D’cafnaet’d pushed his way forward and tossed derisive looks at all who passed. The others followed, trying to look somewhere between scared and brave, as befit their role in this charade. None of the riff raff on the outskirts of the Drow Invasion force’s camp bothered to stop them, deference to a real Drow mixing with indifference to anything more than their next meal.
That all stopped when they reached a checkpoint, where the camp’s perimeter bounded those within its protection from those who merely hoped to snatch up some of the glory and some of the spoils. The drow in charge stepped forward, put up a hand to stop the intruders, and simply asked, “Where are you taking these… things?”
D’cafnaet’d leveled his eyes at the other drow. He held up a fist and dangled a medallion at arms’ reach. The symbol of his house caught the light and glimmered. “I have business in the camp, and you will let me pass.” He did.
Deeper in, the camp was bustling with the activity required to maintain anything as large as it had become. Slaves of one species or another moved from place to place, shuttling messages and supplies. A few drow meandered through the crowds, overseeing.
They found their way to the large square tent in the center of the camp, and circled around its perimeter to the guardhouse. Again the medallion came out, but this guard wanted more. “What news do you bring for General Pep’Ci?”
Lady Ronstien fell on her knees, “We come to offer terms of surrender to your lord; we offer information on the other towns’ troop movements in return for an acceptance of a peaceful supplication from our fair city.” The guard smiled, stepped aside, and waved them through.

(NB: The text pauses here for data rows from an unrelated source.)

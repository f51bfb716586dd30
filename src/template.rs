//! Page templates.
//!
//! Every page the blog writes (articles, the homepage, the archive and tag
//! pages) goes through a user-supplied Tera template. The template sees:
//!
//! | Variable       | Content                                         |
//! |----------------|-------------------------------------------------|
//! | `title`        | Page title, HTML-escaped by the caller          |
//! | `date`         | Dual-calendar publish date (empty on list pages)|
//! | `today`        | `Today is <dual-calendar date>`                 |
//! | `content_html` | Rendered article body                           |
//! | `stylesheet`   | Configured stylesheet href, if any              |
//!
//! Autoescaping is off: `date`, `today` and `content_html` are markup.

use serde::Serialize;
use std::fs;
use std::path::{Path, PathBuf};
use tera::{Context, Tera};
use thiserror::Error;

/// Name every rendered page is written under.
pub const OUTPUT_PAGE: &str = "index.html";

const TEMPLATE_NAME: &str = "page";

#[derive(Error, Debug)]
pub enum TemplateError {
    #[error("Failed to read template {path}: {source}")]
    Read {
        path: PathBuf,
        source: std::io::Error,
    },
    #[error("IO error: {0}")]
    Io(#[from] std::io::Error),
    #[error("Template error: {0}")]
    Tera(#[from] tera::Error),
}

/// Data handed to a template.
#[derive(Debug, Clone, Default, Serialize)]
pub struct PageContext {
    pub title: String,
    pub date: String,
    pub today: String,
    pub content_html: String,
    pub stylesheet: Option<String>,
}

/// A compiled page template, shared read-only between render workers.
#[derive(Debug)]
pub struct PageTemplate {
    tera: Tera,
}

impl PageTemplate {
    pub fn from_file(path: &Path) -> Result<Self, TemplateError> {
        let source = fs::read_to_string(path).map_err(|source| TemplateError::Read {
            path: path.to_path_buf(),
            source,
        })?;
        Self::from_source(&source)
    }

    pub fn from_source(source: &str) -> Result<Self, TemplateError> {
        let mut tera = Tera::default();
        tera.add_raw_template(TEMPLATE_NAME, source)?;
        tera.autoescape_on(vec![]);
        Ok(Self { tera })
    }

    pub fn render(&self, page: &PageContext) -> Result<String, TemplateError> {
        let context = Context::from_serialize(page)?;
        Ok(self.tera.render(TEMPLATE_NAME, &context)?)
    }

    /// Render into `<dir>/index.html`, creating `dir` if needed.
    pub fn write_page(&self, page: &PageContext, dir: &Path) -> Result<PathBuf, TemplateError> {
        let html = self.render(page)?;
        fs::create_dir_all(dir)?;
        let out = dir.join(OUTPUT_PAGE);
        fs::write(&out, html)?;
        Ok(out)
    }
}
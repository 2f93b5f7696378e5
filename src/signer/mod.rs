//! Signing capability and the authorization boundary around it
//!
//! Key material never leaves a [`ZkSigner`]: the rest of the crate only sees
//! an address and the ability to sign a 32-byte digest. The
//! [`TransactionAuthorizer`] turns that capability into transaction signing
//! for one identity, on L2 (EIP-712 digests) and on L1 (as an alloy
//! `NetworkWallet`).

mod local;

pub use local::LocalSigner;

use crate::error::WalletError;
use crate::types::{Eip712Transaction, SignedTransaction};
use alloy::consensus::{
    SignableTransaction, Signed, Transaction as _, TxEnvelope, TypedTransaction,
};
use alloy::network::{Ethereum, NetworkWallet};
use alloy::primitives::{Address, Signature, B256};
use eyre::Result;
use std::fmt;
use std::sync::Arc;

/// Trait for an account that can sign digests
///
/// Implementations may block on hardware or a remote service inside
/// `sign_hash`; the wallet awaits it like any other round trip.
pub trait ZkSigner: Send + Sync {
    /// Returns the signer's address
    fn address(&self) -> Address;

    /// Signs a 32-byte digest
    fn sign_hash(&self, hash: B256) -> impl std::future::Future<Output = Result<Signature>> + Send;
}

/// Signs transactions on behalf of exactly one [`ZkSigner`] on one chain
pub struct TransactionAuthorizer<S> {
    signer: Arc<S>,
    address: Address,
    chain_id: u64,
}

impl<S: ZkSigner> TransactionAuthorizer<S> {
    pub fn new(signer: Arc<S>, chain_id: u64) -> Self {
        let address = signer.address();
        Self {
            signer,
            address,
            chain_id,
        }
    }

    /// Address this authorizer signs for
    pub fn address(&self) -> Address {
        self.address
    }

    pub fn chain_id(&self) -> u64 {
        self.chain_id
    }

    /// Sign `digest` as `from`.
    ///
    /// Fails with [`WalletError::UnauthorizedSigner`] without touching the
    /// signer when `from` is not the signer's address.
    pub async fn sign_hash_for(&self, from: Address, digest: B256) -> crate::Result<Signature> {
        if from != self.address {
            return Err(WalletError::UnauthorizedSigner {
                requested: from,
                signer: self.address,
            });
        }

        self.signer
            .sign_hash(digest)
            .await
            .map_err(|source| WalletError::Signing { source })
    }

    /// Sign a finalized zkSync transaction as `from`
    pub async fn sign_transaction(
        &self,
        from: Address,
        transaction: Eip712Transaction,
    ) -> crate::Result<SignedTransaction> {
        if transaction.chain_id != self.chain_id {
            return Err(WalletError::Configuration(format!(
                "transaction chain {} does not match signer chain {}",
                transaction.chain_id, self.chain_id
            )));
        }

        let digest = transaction.signing_hash();
        let signature = self.sign_hash_for(from, digest).await?;

        Ok(SignedTransaction {
            from,
            transaction,
            signature,
            digest,
        })
    }
}

impl<S> Clone for TransactionAuthorizer<S> {
    fn clone(&self) -> Self {
        Self {
            signer: Arc::clone(&self.signer),
            address: self.address,
            chain_id: self.chain_id,
        }
    }
}

impl<S> fmt::Debug for TransactionAuthorizer<S> {
    fn fmt(&self, f: &mut fmt::Formatter<'_>) -> fmt::Result {
        f.debug_struct("TransactionAuthorizer")
            .field("address", &self.address)
            .field("chain_id", &self.chain_id)
            .finish()
    }
}

// Lets alloy providers sign base-chain transactions (bridge deposits,
// approvals) through the same address check.
impl<S: ZkSigner + 'static> NetworkWallet<Ethereum> for TransactionAuthorizer<S> {
    fn default_signer_address(&self) -> Address {
        self.address
    }

    fn has_signer_for(&self, address: &Address) -> bool {
        *address == self.address
    }

    fn signer_addresses(&self) -> impl Iterator<Item = Address> {
        std::iter::once(self.address)
    }

    async fn sign_transaction_from(
        &self,
        sender: Address,
        tx: TypedTransaction,
    ) -> alloy::signers::Result<TxEnvelope> {
        if let Some(chain_id) = tx.chain_id() {
            if chain_id != self.chain_id {
                return Err(alloy::signers::Error::TransactionChainIdMismatch {
                    signer: self.chain_id,
                    tx: chain_id,
                });
            }
        }

        match tx {
            TypedTransaction::Legacy(tx) => Ok(self.sign_l1(sender, tx).await?.into()),
            TypedTransaction::Eip2930(tx) => Ok(self.sign_l1(sender, tx).await?.into()),
            TypedTransaction::Eip1559(tx) => Ok(self.sign_l1(sender, tx).await?.into()),
            TypedTransaction::Eip4844(tx) => Ok(self.sign_l1(sender, tx).await?.into()),
            TypedTransaction::Eip7702(tx) => Ok(self.sign_l1(sender, tx).await?.into()),
        }
    }
}

impl<S: ZkSigner> TransactionAuthorizer<S> {
    async fn sign_l1<T: SignableTransaction<Signature>>(
        &self,
        sender: Address,
        tx: T,
    ) -> alloy::signers::Result<Signed<T>> {
        let signature = self
            .sign_hash_for(sender, tx.signature_hash())
            .await
            .map_err(alloy::signers::Error::other)?;

        Ok(tx.into_signed(signature))
    }
}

Another Drow stepped out of the tent as they approached. He smirked at them, then passed by on his way to the guardhouse. When he stopped to chat with the guards D’cafnaet’d motioned the others behind a cart, out of view, and then around to the side of the tent. Waltzing in the front door wouldn’t have been D’cafnaet’d’s style; he’d rather slice the side of the tent open and sneak in that way.
But when they did they saw a tent empty save for a large golden statue and a figure slumped over a dark wooden desk. Still unseen, D’cafnaet’d crept over to the figure, moved in behind him, and…
It wasn’t Pep’Ci. It was a decoy; a skeletal figure posed in place. Under his head was a note:
My dear brother,
I commend your skill at invading my camp, but I am quite sure you will have less luck getting back out again.
PS I hope you like the Runes I’ve inscribed for you.
An explosion sounded outside, and then another. The floor shook, and the walls shuddered. Then the statue roared as the gold peeled away, falling in expensive flakes onto the floor as the Hydra squirmed its way free of its cage.
Kynun ran forward to take point. Lady Ronstien’s prayers fell into the cacophony of explosions, but as they did the hydra felt his strength falling away, too. "Run!” Kynun shouted, “There is no use wasting time fighting this beast when an army awaits outside; we should pit the two against each other as we make our escape!” Montiago did not hesitate to make his way to the open flap of the tent, and what he saw outside made running seem an even better idea: the huge columns supporting the vast chamber’s ceiling were glowing red with magic sigils, rock spewing forth as each sigil drew light from around it and detonated.
The hydra followed as they ran, catching D’cafnaet’d once, twice, and again, each strike a bite from each of the beast’s three heads. But Lady Ronstien’s prayer had sapped the hydra’s strength, and the distraction caused by Kynun’s flying sword made each blow a glancing one. The important part would be getting out alive, and the beast at their back made them run no faster. Indeed, D’cafnaet’d and Kynun made a dance of the chase, taking the blows and returning them with stronger ones, all the while dodging the cave itself as the edifice collapsed around them. When the hydra lost a head– and Montiago seared the wound with a fireball– it made little difference. When the beast fell, the chase became only a race against time and gravity. When they tumbled out into the ancillary chamber they had been in a few hours before, the path behind filled and still filling with rubble and dead men, they knew there would be no invasion, but their chances of making it out alive still seemed sketchy at best: dust clouds were still billowing around them, and the crash and clatter of collapse still echoed off the dark stone in every direction.
But D’cafnaet’d was too busy cursing himself to care: Pep’Ci had known exactly how to play his brother. D’cafnaet’d could not let it happen again.